All the reasoning you presented added to my understanding of this defying area of Math. But CapitainBlank's argument put an end to the discussion that I'm having with my mates: we all, finally, agree with the proof.

Even though it is true that the condition that f be continuous is found in most calculus text and even beginning analysis text, it is sufficient that f be integrable with additional conditions on u. Jerrold Marsden has a good discussion in his text on analysis.

This should be a warning to all: don’t assume too much.
Clearly RonL’s solution is what was looked for.
I for one mistakenly assumed the question was aimed at a different level.

Originally Posted by Plato

This should be a warning to all: don’t assume too much.

I am a formalist, that does not apply to me.
---
Anyway, here is what CaptainBlank was saying.
With my commentaries.

Note, I will use the Darboux Integral.
Which can also be found here.

Theorem: Let f be integrable on [0,a] (for a>0) and define g(x) = f(-x) for all x in [0,a]. Then g(x) is integrable on [-a,0] and furthermore its integral is equal to the integral of f on [0,a].

Proof: The fact the g is bounded is easily seen. Now follow the attachment.

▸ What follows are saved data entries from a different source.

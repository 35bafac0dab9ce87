//! Light-curve container for the lumen downsampling utilities.
//!
//! [`LightCurve`] keeps time, flux and optional flux-error columns aligned
//! while the masks and index arrays from `lumen-downsample` and
//! `lumen-season` are applied to it.
//!
//! # Quick start
//!
//! ```
//! use lumen_lightcurve::{LightCurve, SeasonConfig};
//! use rand::SeedableRng;
//! use rand::rngs::StdRng;
//!
//! let time: Vec<f64> = (0..730).map(f64::from).collect();
//! let flux: Vec<f64> = time.iter().map(|t| (t / 30.0).sin()).collect();
//! let lc = LightCurve::new(time, flux, None)?;
//!
//! let mut rng = StdRng::seed_from_u64(42);
//! let sparse = lc
//!     .with_seasonal_gaps(&SeasonConfig::default())?
//!     .downsample_by_count(100, &mut rng)?;
//! assert_eq!(sparse.len(), 100);
//! # Ok::<(), lumen_lightcurve::LightCurveError>(())
//! ```

mod error;
mod light_curve;

pub use error::LightCurveError;
pub use light_curve::LightCurve;
pub use lumen_season::SeasonConfig;
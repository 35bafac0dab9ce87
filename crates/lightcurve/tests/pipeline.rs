//! End-to-end mock survey: seasonal gaps, then sparse random cadence.

use approx::assert_abs_diff_eq;
use lumen_lightcurve::{LightCurve, LightCurveError, SeasonConfig};
use rand::SeedableRng;
use rand::rngs::StdRng;

/// Ten years of nightly photometry with a slow sinusoid and constant errors.
fn mock_curve() -> LightCurve {
    let time: Vec<f64> = (0..3653).map(|d| 50_000.0 + d as f64).collect();
    let flux: Vec<f64> = time.iter().map(|&t| 18.0 + 0.3 * (t / 200.0).sin()).collect();
    let err = vec![0.02; time.len()];
    LightCurve::new(time, flux, Some(err)).unwrap()
}

#[test]
fn seasonal_then_random() {
    let lc = mock_curve();
    let seasonal = lc.with_seasonal_gaps(&SeasonConfig::default()).unwrap();
    // About 180 of every 365.25 nights survive.
    assert!(
        (1750..=1850).contains(&seasonal.len()),
        "kept {} observations",
        seasonal.len()
    );

    let mut rng = StdRng::seed_from_u64(7);
    let sparse = seasonal.downsample_by_count(200, &mut rng).unwrap();
    assert_eq!(sparse.len(), 200);

    for w in sparse.time().windows(2) {
        assert!(w[0] < w[1]);
    }
    for (&t, &f) in sparse.time().iter().zip(sparse.flux()) {
        assert_abs_diff_eq!(f, 18.0 + 0.3 * (t / 200.0).sin(), epsilon = 1e-12);
    }
    assert_eq!(sparse.flux_err().map(<[f64]>::len), Some(200));
}

#[test]
fn seeded_runs_are_reproducible() {
    let lc = mock_curve();
    let a = lc
        .downsample_by_count(500, &mut StdRng::seed_from_u64(1))
        .unwrap();
    let b = lc
        .downsample_by_count(500, &mut StdRng::seed_from_u64(1))
        .unwrap();
    assert_eq!(a, b);
}

#[test]
fn resample_onto_survey_cadence() {
    let lc = mock_curve();
    // Three-day cadence, shifted by a third of a night.
    let grid: Vec<f64> = (0..1000).map(|k| 50_000.0 + 3.0 * k as f64 + 0.33).collect();
    let out = lc.downsample_to_times(&grid).unwrap();
    assert_eq!(out.len(), grid.len());
    for (&t_out, &t_sel) in grid.iter().zip(out.time()) {
        assert_abs_diff_eq!(t_sel, t_out - 0.33, epsilon = 1e-9);
    }
}

#[test]
fn too_many_observations_requested() {
    let lc = mock_curve();
    let seasonal = lc.with_seasonal_gaps(&SeasonConfig::default()).unwrap();
    let result = seasonal.downsample_by_count(lc.len(), &mut StdRng::seed_from_u64(0));
    assert!(matches!(result, Err(LightCurveError::Downsample(_))));
}

#[test]
fn inverted_season_empties_curve() {
    let config = SeasonConfig::new()
        .with_season_start(200.0)
        .with_season_end(100.0);
    let out = mock_curve().with_seasonal_gaps(&config).unwrap();
    assert!(out.is_empty());
    assert!(out.flux_err().is_some_and(<[f64]>::is_empty));
}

I frankly do not understand your point!
The Darboux Integral is equivalent to the Riemann Integral.
Remembering that you are using Ken Ross’s book, look at his chapter of the Integral. Ross says that he has entitled the section ‘Riemann Integral’ ever though he will use the Darboux approach because it is equivalent to that of Riemann.

Originally Posted by Plato

I frankly do not understand your point!
The Darboux Integral is equivalent to the Riemann Integral.
.

I was just doing this out in full detail. For others to see the proof.

This well-known result can be found in every college calculus book.